Para mí, hasta no hace mucho, el preocuparme por los demás antes que por mí misma me generaba tal carga que no tenía tiempo para disfrutar, o incluso para atender mis cosas, pos poniéndolas o dejándolo para horas intempestivas, y acababa agotada. Entonces me propusieron cambiar mis palabras, con ello mi pensamiento, emoción y conducta.
“YO TENGO QUE cuidar más de mí misma, SI YO no me cuido, ENTONCES, estaré cansada, con ansiedad, triste, Y SI YO ESTOY cansada, con ansiedad y triste, ENTONCES, necesitaré que me cuiden a mí, Y ENTONCES todos estaremos más ocupados y preocupados, Y SI todos estamos mal, ENTONCES YO me sentiré CULPABLE,
ES POR ESO QUE PREFIERO, cuidarme más a mí, QUE sentirme culpable, POR ESO ELIJO, cuidarme más”.
¿Quieres probar?
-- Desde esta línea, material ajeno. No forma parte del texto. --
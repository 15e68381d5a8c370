use std::{cell::RefCell, rc::Rc};

use rol_core::{CellCoord, CellStatus, Command, Event, Facing, Key, Role, TurnPhase};
use rol_world::{self as world, query, Actor, GameConfig, GameObject, World};

fn actor(name: &str, x: i32, y: i32, role: Role, live: u32) -> Actor {
    Actor::new(GameObject::new(name, CellCoord::new(x, y)), role, live)
}

fn step_until(world: &mut World, phase: TurnPhase, limit: usize, events: &mut Vec<Event>) -> usize {
    for step in 1..=limit {
        world::update(world, events);
        if query::turn_phase(world) == phase {
            return step;
        }
    }
    panic!("phase {phase:?} not reached within {limit} updates");
}

fn phase_changes(events: &[Event]) -> Vec<TurnPhase> {
    events
        .iter()
        .filter_map(|event| match event {
            Event::TurnPhaseChanged { to, .. } => Some(*to),
            _ => None,
        })
        .collect()
}

#[test]
fn unstarted_session_stays_idle() {
    let mut world = World::new();
    let mut events = Vec::new();
    world::update(&mut world, &mut events);
    assert_eq!(query::turn_phase(&world), TurnPhase::None);
    assert!(events.is_empty());
}

#[test]
fn rejected_move_off_the_grid_still_ends_the_player_turn() {
    let mut world = World::new();
    let mut events = Vec::new();
    let hero = world
        .register_actor(actor("Hero", 0, 0, Role::Player, 3), &mut events)
        .expect("hero");
    let _ = world
        .register_actor(actor("Goblin", 19, 19, Role::Enemy, 1), &mut events)
        .expect("goblin");

    world.start(&mut events);
    world::update(&mut world, &mut events);
    assert_eq!(query::turn_phase(&world), TurnPhase::PlayerStart);

    world.key_down(Key::Up.code());
    events.clear();
    world::update(&mut world, &mut events);

    let player = query::player(&world).expect("player registered");
    assert_eq!(player.cell, CellCoord::new(0, 0));
    assert_eq!(player.facing, Facing::Up);
    assert_eq!(query::turn_phase(&world), TurnPhase::EnemyStart);
    assert!(events.contains(&Event::MoveRejected {
        entity: hero,
        target: CellCoord::new(0, -1),
        status: CellStatus::OutOfBounds,
    }));
    assert!(!query::is_key_down(&world, Key::Up.code()));
}

#[test]
fn player_waits_without_input() {
    let mut world = World::new();
    let mut events = Vec::new();
    let _ = world
        .register_actor(actor("Hero", 4, 4, Role::Player, 3), &mut events)
        .expect("hero");
    let _ = world
        .register_actor(actor("Goblin", 19, 19, Role::Enemy, 1), &mut events)
        .expect("goblin");
    world.start(&mut events);

    for _ in 0..5 {
        world::update(&mut world, &mut events);
    }
    assert_eq!(query::turn_phase(&world), TurnPhase::PlayerStart);
    assert_eq!(
        query::player(&world).map(|player| player.cell),
        Some(CellCoord::new(4, 4))
    );
}

#[test]
fn held_movement_keys_combine_into_one_diagonal_step() {
    let mut world = World::new();
    let mut events = Vec::new();
    let _ = world
        .register_actor(actor("Hero", 4, 4, Role::Player, 3), &mut events)
        .expect("hero");
    let _ = world
        .register_actor(actor("Goblin", 19, 19, Role::Enemy, 1), &mut events)
        .expect("goblin");
    world.start(&mut events);
    world::update(&mut world, &mut events);

    world.key_down(Key::Down.code());
    world.key_down(Key::Right.code());
    world::update(&mut world, &mut events);

    let player = query::player(&world).expect("player registered");
    assert_eq!(player.cell, CellCoord::new(5, 5));
    assert_eq!(player.facing, Facing::Right);
}

#[test]
fn blocked_move_is_a_full_no_op() {
    let mut world = World::new();
    let mut events = Vec::new();
    let hero = world
        .register_actor(actor("Hero", 9, 10, Role::Player, 3), &mut events)
        .expect("hero");
    let pillar = world
        .register_actor(actor("Pillar", 10, 10, Role::StaticObject, 1), &mut events)
        .expect("pillar");
    let _ = world
        .register_actor(actor("Goblin", 19, 19, Role::Enemy, 1), &mut events)
        .expect("goblin");
    world.start(&mut events);
    world::update(&mut world, &mut events);

    world.key_down(Key::Right.code());
    world::update(&mut world, &mut events);

    let grid = query::grid(&world);
    assert_eq!(grid.occupant(CellCoord::new(9, 10)), Some(hero));
    assert_eq!(grid.occupant(CellCoord::new(10, 10)), Some(pillar));
    assert_eq!(
        query::game_object(&world, hero).map(GameObject::cell),
        Some(CellCoord::new(9, 10))
    );
    assert_eq!(query::turn_phase(&world), TurnPhase::EnemyStart);
}

#[test]
fn turn_without_player_or_actions_closes_the_cycle() {
    let mut world = World::new();
    let mut events = Vec::new();
    let _ = world
        .register_actor(actor("Goblin", 19, 19, Role::Enemy, 1), &mut events)
        .expect("goblin");
    world.start(&mut events);
    events.clear();

    let steps = step_until(&mut world, TurnPhase::Start, 16, &mut events);
    assert_eq!(steps, 6);
    assert_eq!(
        phase_changes(&events),
        vec![
            TurnPhase::PlayerStart,
            TurnPhase::EnemyStart,
            TurnPhase::EnemyAct,
            TurnPhase::EnemyEnd,
            TurnPhase::End,
            TurnPhase::Start,
        ]
    );
}

#[test]
fn start_spawns_an_enemy_when_the_roster_is_empty() {
    let mut world = World::new();
    let mut events = Vec::new();
    world.start(&mut events);
    world::update(&mut world, &mut events);

    let enemies = query::enemy_view(&world);
    assert_eq!(enemies.len(), 1);
    let enemy = enemies.iter().next().expect("enemy spawned");
    assert!(query::grid(&world).contains(enemy.cell));
    assert_eq!(query::grid(&world).occupant(enemy.cell), Some(enemy.id));
    assert_eq!(query::turn_phase(&world), TurnPhase::PlayerStart);
}

#[test]
fn spawning_gives_up_on_a_full_grid() {
    let config = GameConfig::from_toml_str(
        "spawn_attempts = 8\npillars = []\n[screen]\ncolumns = 1\nrows = 1\n",
    )
    .expect("config");
    let mut world = World::with_config(config).expect("valid config");
    let mut events = Vec::new();
    let _ = world
        .register_actor(actor("Hero", 0, 0, Role::Player, 3), &mut events)
        .expect("hero");
    world.start(&mut events);
    events.clear();

    world::update(&mut world, &mut events);

    assert!(events.contains(&Event::SpawnFailed { attempts: 8 }));
    assert!(query::enemy_view(&world).is_empty());
    assert_eq!(query::turn_phase(&world), TurnPhase::PlayerStart);
}

#[test]
fn fire_key_hands_control_to_player_actions_and_skips_the_move() {
    let mut world = World::new();
    let mut events = Vec::new();
    let hero = world
        .register_actor(actor("Hero", 0, 0, Role::Player, 3), &mut events)
        .expect("hero");
    let _ = world
        .register_actor(actor("Goblin", 19, 19, Role::Enemy, 1), &mut events)
        .expect("goblin");

    world.register_key_action(Key::Fire, |_: &World, out: &mut Vec<Command>| {
        out.push(Command::SetTurnPhase {
            phase: TurnPhase::PlayerAct,
        });
    });
    world.register_phase_action(TurnPhase::PlayerAct, |world: &World, out: &mut Vec<Command>| {
        if let Some(player) = query::player(world) {
            out.push(Command::Fire {
                owner: player.id,
                facing: player.facing,
            });
        }
    });
    world.register_phase_action(TurnPhase::PlayerWaitEnd, |_: &World, out: &mut Vec<Command>| {
        out.push(Command::AdvanceAmmo);
    });

    world.start(&mut events);
    world::update(&mut world, &mut events);
    world.key_down(Key::Right.code());
    world.key_down(Key::Fire.code());
    world::update(&mut world, &mut events);

    assert_eq!(query::turn_phase(&world), TurnPhase::PlayerAct);
    let player = query::player(&world).expect("player");
    assert_eq!(player.cell, CellCoord::new(0, 0));
    assert_eq!(player.facing, Facing::Right);

    world::update(&mut world, &mut events);
    assert_eq!(query::turn_phase(&world), TurnPhase::PlayerWaitEnd);
    let ammo = query::ammo_view(&world);
    let shot = ammo.iter().next().expect("ammo in flight");
    assert_eq!(shot.cell, CellCoord::new(1, 0));
    assert_eq!(shot.owner, hero);

    let steps = step_until(&mut world, TurnPhase::PlayerEnd, 64, &mut events);
    assert_eq!(steps, 19);
    assert!(query::ammo_view(&world).is_empty());
    assert_eq!(query::player(&world).map(|p| p.cell), Some(CellCoord::new(0, 0)));
}

#[test]
fn wait_phase_without_actions_does_not_stall() {
    let mut world = World::new();
    let mut events = Vec::new();
    let hero = world
        .register_actor(actor("Hero", 0, 0, Role::Player, 3), &mut events)
        .expect("hero");
    let _ = world
        .register_actor(actor("Goblin", 19, 19, Role::Enemy, 1), &mut events)
        .expect("goblin");
    world.register_phase_action(TurnPhase::EnemyAct, move |_: &World, out: &mut Vec<Command>| {
        out.push(Command::Fire {
            owner: hero,
            facing: Facing::Down,
        });
    });
    world.start(&mut events);
    world::update(&mut world, &mut events);
    world.key_down(Key::Right.code());

    let steps = step_until(&mut world, TurnPhase::EnemyEnd, 16, &mut events);
    assert_eq!(steps, 4);
    assert_eq!(query::ammo_view(&world).iter().count(), 1);
}

#[test]
fn actions_observe_commands_of_earlier_actions() {
    let mut world = World::new();
    let mut events = Vec::new();
    let hero = world
        .register_actor(actor("Hero", 5, 5, Role::Player, 3), &mut events)
        .expect("hero");
    let observed = Rc::new(RefCell::new(Vec::new()));

    world.register_phase_action(TurnPhase::EnemyAct, move |_: &World, out: &mut Vec<Command>| {
        out.push(Command::StepEntity {
            entity: hero,
            target: CellCoord::new(5, 6),
        });
    });
    let seen = Rc::clone(&observed);
    world.register_phase_action(TurnPhase::EnemyAct, move |world: &World, _: &mut Vec<Command>| {
        if let Some(player) = query::player(world) {
            seen.borrow_mut().push(player.cell);
        }
    });

    let _ = world
        .register_actor(actor("Goblin", 19, 19, Role::Enemy, 1), &mut events)
        .expect("goblin");
    world.start(&mut events);
    world.key_down(Key::Left.code());
    let _ = step_until(&mut world, TurnPhase::EnemyEnd, 16, &mut events);

    assert_eq!(observed.borrow().as_slice(), &[CellCoord::new(5, 6)]);
}

#[test]
fn explicit_phase_change_wins_over_fall_through() {
    let mut world = World::new();
    let mut events = Vec::new();
    let _ = world
        .register_actor(actor("Goblin", 19, 19, Role::Enemy, 1), &mut events)
        .expect("goblin");
    world.register_phase_action(TurnPhase::EnemyAct, |_: &World, out: &mut Vec<Command>| {
        out.push(Command::SetTurnPhase {
            phase: TurnPhase::End,
        });
    });
    world.start(&mut events);

    let _ = step_until(&mut world, TurnPhase::EnemyAct, 8, &mut events);
    events.clear();
    world::update(&mut world, &mut events);

    assert_eq!(query::turn_phase(&world), TurnPhase::End);
    assert_eq!(phase_changes(&events), vec![TurnPhase::End]);
}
Es muy fácil, las palabras en mayúsculas son las que has de mantener en la frase, las minúsculas son tus “tengo que”, que quieras modificar a “yo elijo, prefiero”.
Busca tu motivación para el cambio de ese “tengo que” a “yo elijo, prefiero” …


“Tengo que hacer deporte” (este es un propósito de muchos para cada año que comienza), piensa en para qué lo haces, (estar mejor físicamente, estar en forma para correr tras los peques, desahogarte del estrés del trabajo, …), esa será tu motivación. Y por lo que le prefieres hacer deporte que tener que hacerlo. Si no la haces, ¿qué consecuencias negativas tendría…?; esos serán tus “entonces”.

 
Anímate y escribe tus deseos a los Reyes Magos, porqué la magia está en ti, cada día, tú te lo regalas diciéndote unas u otras palabras.